Resta il fatto che la richiesta è stata respinta al mittente, con l’aggiunta che la legge di Stabilità all’esame del Parlamento prevede esattamente il contrario: il taglio a poco più di 260 milioni.
Un colpo duro, che potrebbe portare a interventi d’emergenza. Tre, in particolare, sono molto chiacchierati: la richiesta a Poste Vita di dividendi straordinari, altrettanto a BancoPosta, la vendita di un pacchetto consistente di titoli pubblici ad alto rendimento che rappresentano una sorta di tesoretto del gruppo, tenuto finora di scorta per eventuali tempi difficili.
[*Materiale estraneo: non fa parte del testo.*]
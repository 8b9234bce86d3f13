//! HTTP adapter for the repository manager's REST API.
//!
//! One client implements every repository-manager capability:
//! - System status and configuration import/export
//! - Repository CRUD
//! - Artifact resolve/deploy/retrieve
//! - Artifact properties
//! - Plugin install, reload and status

use std::collections::BTreeMap;

use async_trait::async_trait;
use bytes::Bytes;
use serde::Deserialize;
use sha2::{Digest, Sha256};
use tracing::{debug, info};

use crate::capabilities::{
    ArtifactGateway, PluginGateway, PropertiesGateway, RepositoryGateway, SystemGateway,
};
use crate::error::{GatewayError, GatewayResult};
use crate::http::{check_response, join_url};
use crate::types::{
    is_plugin_property, ArtifactRef, ArtifactSource, Health, PluginStatus, Properties, RepositoryClass,
    RepositoryDescriptor,
};

/// Default Maven-layout remote used to resolve coordinates.
pub const DEFAULT_MAVEN_REMOTE: &str = "https://repo1.maven.org/maven2";

/// Repository manager API client.
#[derive(Debug, Clone)]
pub struct RepositoryManagerClient {
    client: reqwest::Client,
    base_url: String,
    username: String,
    password: String,
    maven_remote: String,
}

impl RepositoryManagerClient {
    /// Create a client on top of a shared `reqwest::Client`.
    pub fn new(
        client: reqwest::Client,
        base_url: impl Into<String>,
        username: impl Into<String>,
        password: impl Into<String>,
    ) -> Self {
        Self {
            client,
            base_url: base_url.into().trim_end_matches('/').to_string(),
            username: username.into(),
            password: password.into(),
            maven_remote: DEFAULT_MAVEN_REMOTE.to_string(),
        }
    }

    /// Resolve Maven coordinates against a different remote.
    pub fn with_maven_remote(mut self, maven_remote: impl Into<String>) -> Self {
        self.maven_remote = maven_remote.into();
        self
    }

    pub fn base_url(&self) -> &str {
        &self.base_url
    }

    fn url(&self, path: &str) -> String {
        join_url(&self.base_url, path)
    }

    fn storage_url(&self, artifact: &ArtifactRef) -> String {
        self.url(&format!(
            "/api/storage/{}/{}",
            artifact.repository, artifact.path
        ))
    }

    fn request(&self, method: reqwest::Method, url: String) -> reqwest::RequestBuilder {
        debug!(method = %method, url = %url, "Repository manager request");
        self.client
            .request(method, url)
            .basic_auth(&self.username, Some(&self.password))
    }
}

#[async_trait]
impl SystemGateway for RepositoryManagerClient {
    async fn status(&self) -> GatewayResult<Health> {
        let response = self
            .request(reqwest::Method::GET, self.url("/api/system/ping"))
            .send()
            .await?;

        let status = response.status();
        let body = response.text().await.unwrap_or_default();
        if status.is_success() && body.trim() == "OK" {
            Ok(Health::Healthy)
        } else {
            Ok(Health::Unhealthy(format!("{status}: {}", body.trim())))
        }
    }

    async fn import_config(&self, config: Bytes) -> GatewayResult<()> {
        let response = self
            .request(
                reqwest::Method::POST,
                self.url("/api/system/configuration"),
            )
            .header(reqwest::header::CONTENT_TYPE, "application/xml")
            .body(config)
            .send()
            .await?;
        check_response(response, "import configuration").await?;

        info!("Imported system configuration");
        Ok(())
    }

    async fn export_config(&self) -> GatewayResult<Bytes> {
        let response = self
            .request(reqwest::Method::GET, self.url("/api/system/configuration"))
            .send()
            .await?;
        let response = check_response(response, "export configuration").await?;

        Ok(response.bytes().await?)
    }
}

/// Repository entry as returned by the list endpoint.
#[derive(Debug, Deserialize)]
#[serde(rename_all = "camelCase")]
struct RepositorySummary {
    key: String,
    #[serde(rename = "type")]
    rclass: String,
    package_type: String,
    #[serde(default)]
    description: Option<String>,
}

impl RepositorySummary {
    fn into_descriptor(self) -> GatewayResult<RepositoryDescriptor> {
        let rclass: RepositoryClass = self.rclass.parse().map_err(GatewayError::Decode)?;
        Ok(RepositoryDescriptor {
            key: self.key,
            rclass,
            package_type: self.package_type.to_ascii_lowercase(),
            description: self.description.filter(|d| !d.is_empty()),
            settings: BTreeMap::new(),
        })
    }
}

#[async_trait]
impl RepositoryGateway for RepositoryManagerClient {
    async fn create_or_update(&self, descriptor: &RepositoryDescriptor) -> GatewayResult<()> {
        let exists = self
            .list()
            .await?
            .iter()
            .any(|repository| repository.key == descriptor.key);

        // Creation is a PUT, updating an existing key is a POST.
        let method = if exists {
            reqwest::Method::POST
        } else {
            reqwest::Method::PUT
        };
        let response = self
            .request(
                method,
                self.url(&format!("/api/repositories/{}", descriptor.key)),
            )
            .json(descriptor)
            .send()
            .await?;
        check_response(response, "create or update repository").await?;

        info!(repository = %descriptor.key, updated = exists, "Repository written");
        Ok(())
    }

    async fn delete(&self, key: &str) -> GatewayResult<()> {
        let response = self
            .request(
                reqwest::Method::DELETE,
                self.url(&format!("/api/repositories/{key}")),
            )
            .send()
            .await?;
        check_response(response, "delete repository").await?;

        info!(repository = %key, "Repository deleted");
        Ok(())
    }

    async fn list(&self) -> GatewayResult<Vec<RepositoryDescriptor>> {
        let response = self
            .request(reqwest::Method::GET, self.url("/api/repositories"))
            .send()
            .await?;
        let response = check_response(response, "list repositories").await?;

        let summaries: Vec<RepositorySummary> = response
            .json()
            .await
            .map_err(|e| GatewayError::Decode(e.to_string()))?;

        summaries
            .into_iter()
            .map(RepositorySummary::into_descriptor)
            .collect()
    }
}

/// Deploy response body.
#[derive(Debug, Deserialize)]
struct DeployResponse {
    repo: String,
    path: String,
}

#[async_trait]
impl ArtifactGateway for RepositoryManagerClient {
    async fn resolve(&self, source: &ArtifactSource) -> GatewayResult<Bytes> {
        let url = source.url(&self.maven_remote);
        debug!(url = %url, "Resolving fixture artifact");

        // Public sources are fetched without repository manager credentials.
        let response = self.client.get(&url).send().await?;
        let response = check_response(response, "resolve artifact").await?;

        Ok(response.bytes().await?)
    }

    async fn deploy(
        &self,
        repository: &str,
        path: &str,
        content: Bytes,
    ) -> GatewayResult<ArtifactRef> {
        let sha256 = hex::encode(Sha256::digest(&content));
        let url = self.url(&format!("/{repository}/{}", path.trim_start_matches('/')));

        let response = self
            .request(reqwest::Method::PUT, url)
            .header("X-Checksum-Sha256", sha256)
            .body(content)
            .send()
            .await?;
        let response = check_response(response, "deploy artifact").await?;

        let deployed: DeployResponse = response
            .json()
            .await
            .map_err(|e| GatewayError::Decode(e.to_string()))?;

        Ok(ArtifactRef::new(deployed.repo, deployed.path))
    }

    async fn retrieve(&self, artifact: &ArtifactRef) -> GatewayResult<Bytes> {
        let response = self
            .request(
                reqwest::Method::GET,
                self.url(&format!("/{}/{}", artifact.repository, artifact.path)),
            )
            .send()
            .await?;
        let response = check_response(response, "retrieve artifact").await?;

        Ok(response.bytes().await?)
    }
}

/// Property response body.
#[derive(Debug, Deserialize)]
struct PropertiesResponse {
    #[serde(default)]
    properties: BTreeMap<String, Vec<String>>,
}

/// Escape the characters the property matrix syntax reserves.
fn escape_property_value(value: &str) -> String {
    let mut escaped = String::with_capacity(value.len());
    for c in value.chars() {
        if matches!(c, '\\' | ',' | '|' | '=' | ';') {
            escaped.push('\\');
        }
        escaped.push(c);
    }
    escaped
}

fn encode_properties(properties: &Properties) -> String {
    properties
        .iter()
        .map(|(key, value)| format!("{key}={}", escape_property_value(value)))
        .collect::<Vec<_>>()
        .join(";")
}

#[async_trait]
impl PropertiesGateway for RepositoryManagerClient {
    async fn get(&self, artifact: &ArtifactRef) -> GatewayResult<Properties> {
        let response = self
            .request(
                reqwest::Method::GET,
                format!("{}?properties", self.storage_url(artifact)),
            )
            .send()
            .await?;

        let response = match check_response(response, "get properties").await {
            Ok(response) => response,
            // No properties and no artifact look the same to the caller.
            Err(e) if e.is_not_found() => return Ok(Properties::new()),
            Err(e) => return Err(e),
        };

        let body: PropertiesResponse = response
            .json()
            .await
            .map_err(|e| GatewayError::Decode(e.to_string()))?;

        Ok(body
            .properties
            .into_iter()
            .map(|(key, values)| (key, values.join(",")))
            .collect())
    }

    async fn set(&self, artifact: &ArtifactRef, properties: &Properties) -> GatewayResult<()> {
        if properties.is_empty() {
            return Ok(());
        }

        let response = self
            .request(reqwest::Method::PUT, self.storage_url(artifact))
            .query(&[
                ("properties", encode_properties(properties)),
                ("recursive", "0".to_string()),
            ])
            .send()
            .await?;
        check_response(response, "set properties").await?;

        Ok(())
    }

    async fn clear(&self, artifact: &ArtifactRef) -> GatewayResult<()> {
        let existing = self.get(artifact).await?;
        let keys: Vec<&str> = existing
            .keys()
            .map(String::as_str)
            .filter(|key| is_plugin_property(key))
            .collect();
        if keys.is_empty() {
            return Ok(());
        }

        let keys = keys.join(",");
        let response = self
            .request(reqwest::Method::DELETE, self.storage_url(artifact))
            .query(&[("properties", keys), ("recursive", "0".to_string())])
            .send()
            .await?;

        match check_response(response, "clear properties").await {
            Ok(_) => Ok(()),
            Err(e) if e.is_not_found() => Ok(()),
            Err(e) => Err(e),
        }
    }
}

#[async_trait]
impl PluginGateway for RepositoryManagerClient {
    async fn install(&self, package: Bytes, log_level: &str) -> GatewayResult<()> {
        let response = self
            .request(reqwest::Method::PUT, self.url("/api/plugins/package"))
            .query(&[("logLevel", log_level)])
            .header(reqwest::header::CONTENT_TYPE, "application/zip")
            .body(package)
            .send()
            .await?;
        check_response(response, "install plugin").await?;

        Ok(())
    }

    async fn reload(&self) -> GatewayResult<()> {
        let response = self
            .request(reqwest::Method::POST, self.url("/api/plugins/reload"))
            .send()
            .await?;
        check_response(response, "reload plugins").await?;

        Ok(())
    }

    async fn status(&self) -> GatewayResult<PluginStatus> {
        let response = self
            .request(
                reqwest::Method::GET,
                self.url("/api/plugins/execute/pvtPluginStatus"),
            )
            .send()
            .await?;
        let response = check_response(response, "plugin status").await?;

        response
            .json()
            .await
            .map_err(|e| GatewayError::Decode(e.to_string()))
    }
}

#[cfg(test)]
mod tests {
    use super::*;

    #[test]
    fn test_property_encoding_escapes_reserved() {
        let mut properties = Properties::new();
        properties.insert("a".into(), "x=y".into());
        properties.insert("b".into(), "plain".into());
        assert_eq!(encode_properties(&properties), "a=x\\=y;b=plain");
    }

    #[test]
    fn test_summary_into_descriptor() {
        let summary = RepositorySummary {
            key: "test-repo".into(),
            rclass: "LOCAL".into(),
            package_type: "Maven".into(),
            description: Some(String::new()),
        };
        let descriptor = summary.into_descriptor().unwrap();
        assert_eq!(descriptor.rclass, RepositoryClass::Local);
        assert_eq!(descriptor.package_type, "maven");
        assert!(descriptor.description.is_none());
    }

    #[test]
    fn test_base_url_trimmed() {
        let client = RepositoryManagerClient::new(
            reqwest::Client::new(),
            "http://localhost:8081/artifactory/",
            "admin",
            "password",
        );
        assert_eq!(client.base_url(), "http://localhost:8081/artifactory");
        assert_eq!(
            client.url("/api/system/ping"),
            "http://localhost:8081/artifactory/api/system/ping"
        );
    }
}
Il tutto nell’attesa che diano frutti le novità su cui Caio ha deciso di puntare teorizzando, con definizione originale, lo «sviluppo inclusivo», filo conduttore dei nuovi progetti: la sim di PosteMobile abilitata alla tecnologia Nfc (che consente pagamenti nei negozi abilitati e per i trasporti pubblici, finora possibili soltanto con smartphone), la carta prepagata con annesso Iban (che consente le principali funzioni del conto corrente, dai bonifici al pagamento di bollettini come i Mav), il lancio di sportelli multietnici in cui gli operatori parlano le proprie lingue di origine (dal cinese al filippino passando per il rumeno).